> _EXERCISE_
Copy every line from the records below that holds the word "impl".
....
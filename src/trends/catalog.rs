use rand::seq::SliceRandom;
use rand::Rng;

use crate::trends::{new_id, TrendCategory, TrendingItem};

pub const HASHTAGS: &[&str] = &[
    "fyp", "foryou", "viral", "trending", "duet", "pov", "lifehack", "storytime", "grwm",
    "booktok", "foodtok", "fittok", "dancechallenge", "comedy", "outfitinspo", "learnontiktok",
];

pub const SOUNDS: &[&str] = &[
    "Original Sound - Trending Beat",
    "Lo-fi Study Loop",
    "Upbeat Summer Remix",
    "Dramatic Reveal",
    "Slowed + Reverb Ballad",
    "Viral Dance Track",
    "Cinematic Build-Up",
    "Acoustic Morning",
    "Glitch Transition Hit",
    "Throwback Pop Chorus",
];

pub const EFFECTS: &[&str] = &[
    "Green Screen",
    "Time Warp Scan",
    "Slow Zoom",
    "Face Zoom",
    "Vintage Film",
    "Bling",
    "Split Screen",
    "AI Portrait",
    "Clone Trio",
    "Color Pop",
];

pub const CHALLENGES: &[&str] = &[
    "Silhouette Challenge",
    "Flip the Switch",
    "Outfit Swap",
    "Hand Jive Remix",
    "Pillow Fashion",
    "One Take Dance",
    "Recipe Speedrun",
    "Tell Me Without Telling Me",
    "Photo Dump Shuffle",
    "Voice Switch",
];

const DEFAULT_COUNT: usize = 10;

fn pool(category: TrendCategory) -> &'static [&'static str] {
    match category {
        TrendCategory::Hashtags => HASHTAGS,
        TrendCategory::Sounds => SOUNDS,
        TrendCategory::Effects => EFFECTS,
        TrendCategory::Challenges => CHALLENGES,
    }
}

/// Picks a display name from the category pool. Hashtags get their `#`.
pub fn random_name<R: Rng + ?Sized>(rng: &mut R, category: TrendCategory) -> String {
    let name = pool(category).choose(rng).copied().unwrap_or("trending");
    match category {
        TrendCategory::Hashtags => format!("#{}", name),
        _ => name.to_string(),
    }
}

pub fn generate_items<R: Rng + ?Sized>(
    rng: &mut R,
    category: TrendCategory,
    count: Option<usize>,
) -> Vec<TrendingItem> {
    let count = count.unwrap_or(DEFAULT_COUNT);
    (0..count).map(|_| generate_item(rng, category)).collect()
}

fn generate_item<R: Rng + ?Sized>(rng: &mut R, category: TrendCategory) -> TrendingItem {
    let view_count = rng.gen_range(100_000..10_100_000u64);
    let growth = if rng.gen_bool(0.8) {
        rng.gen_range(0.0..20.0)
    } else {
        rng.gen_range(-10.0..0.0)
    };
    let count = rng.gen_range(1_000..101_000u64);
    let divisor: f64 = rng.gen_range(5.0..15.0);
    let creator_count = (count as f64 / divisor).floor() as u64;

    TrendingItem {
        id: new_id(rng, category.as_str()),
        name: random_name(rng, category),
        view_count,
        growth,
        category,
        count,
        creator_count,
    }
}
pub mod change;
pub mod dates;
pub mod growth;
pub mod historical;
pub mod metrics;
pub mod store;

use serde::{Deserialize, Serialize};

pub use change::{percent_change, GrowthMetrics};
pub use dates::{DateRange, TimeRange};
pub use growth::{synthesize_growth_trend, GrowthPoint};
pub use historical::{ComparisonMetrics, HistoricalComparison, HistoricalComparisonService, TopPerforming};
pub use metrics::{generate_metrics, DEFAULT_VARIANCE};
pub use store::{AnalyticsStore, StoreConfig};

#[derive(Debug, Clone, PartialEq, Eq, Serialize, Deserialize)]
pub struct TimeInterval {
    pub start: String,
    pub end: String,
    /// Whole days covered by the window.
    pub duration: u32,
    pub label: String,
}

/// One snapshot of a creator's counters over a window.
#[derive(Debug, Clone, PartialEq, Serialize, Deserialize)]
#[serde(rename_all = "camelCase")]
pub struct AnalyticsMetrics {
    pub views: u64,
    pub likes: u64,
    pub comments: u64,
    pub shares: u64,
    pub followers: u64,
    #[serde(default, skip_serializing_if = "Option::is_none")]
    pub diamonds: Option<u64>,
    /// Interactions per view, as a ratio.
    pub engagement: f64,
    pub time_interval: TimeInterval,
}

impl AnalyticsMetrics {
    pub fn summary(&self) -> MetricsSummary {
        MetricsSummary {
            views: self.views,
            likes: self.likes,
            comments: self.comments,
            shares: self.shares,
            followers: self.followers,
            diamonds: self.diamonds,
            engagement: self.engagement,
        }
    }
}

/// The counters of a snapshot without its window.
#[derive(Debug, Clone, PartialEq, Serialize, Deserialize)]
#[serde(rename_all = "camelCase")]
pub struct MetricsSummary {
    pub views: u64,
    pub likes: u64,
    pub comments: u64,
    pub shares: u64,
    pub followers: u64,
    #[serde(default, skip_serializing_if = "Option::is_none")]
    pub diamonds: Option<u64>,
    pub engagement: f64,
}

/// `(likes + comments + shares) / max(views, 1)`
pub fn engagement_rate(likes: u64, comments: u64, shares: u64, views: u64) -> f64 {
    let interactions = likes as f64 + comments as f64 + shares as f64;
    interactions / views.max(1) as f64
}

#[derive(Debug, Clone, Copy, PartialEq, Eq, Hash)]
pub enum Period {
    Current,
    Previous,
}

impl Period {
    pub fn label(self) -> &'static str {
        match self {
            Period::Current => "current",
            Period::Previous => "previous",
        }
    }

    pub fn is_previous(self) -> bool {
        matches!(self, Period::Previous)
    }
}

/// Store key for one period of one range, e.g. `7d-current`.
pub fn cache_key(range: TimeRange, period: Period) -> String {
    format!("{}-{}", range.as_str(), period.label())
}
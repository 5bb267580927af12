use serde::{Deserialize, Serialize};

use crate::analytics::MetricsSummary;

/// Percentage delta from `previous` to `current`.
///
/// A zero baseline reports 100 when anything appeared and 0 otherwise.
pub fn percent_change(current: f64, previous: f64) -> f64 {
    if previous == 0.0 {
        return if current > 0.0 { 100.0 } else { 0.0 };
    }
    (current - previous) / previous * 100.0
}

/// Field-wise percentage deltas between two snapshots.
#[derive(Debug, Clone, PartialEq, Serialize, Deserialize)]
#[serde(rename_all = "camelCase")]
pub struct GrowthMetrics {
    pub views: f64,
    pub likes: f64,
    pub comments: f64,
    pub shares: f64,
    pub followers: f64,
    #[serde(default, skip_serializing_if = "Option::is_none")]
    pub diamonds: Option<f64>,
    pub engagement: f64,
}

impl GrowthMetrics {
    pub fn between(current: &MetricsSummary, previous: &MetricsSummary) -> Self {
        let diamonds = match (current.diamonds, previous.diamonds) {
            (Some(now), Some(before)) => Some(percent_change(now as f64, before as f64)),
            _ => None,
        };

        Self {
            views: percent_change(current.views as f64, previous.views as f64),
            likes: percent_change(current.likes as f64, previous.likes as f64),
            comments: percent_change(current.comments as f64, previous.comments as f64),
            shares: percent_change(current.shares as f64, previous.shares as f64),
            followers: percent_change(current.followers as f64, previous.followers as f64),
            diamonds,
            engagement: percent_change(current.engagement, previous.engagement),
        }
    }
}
....
> _RESPONSE TO THIS EXERCISE_
impl AnalyticsMetrics {
impl Period {
impl GrowthMetrics {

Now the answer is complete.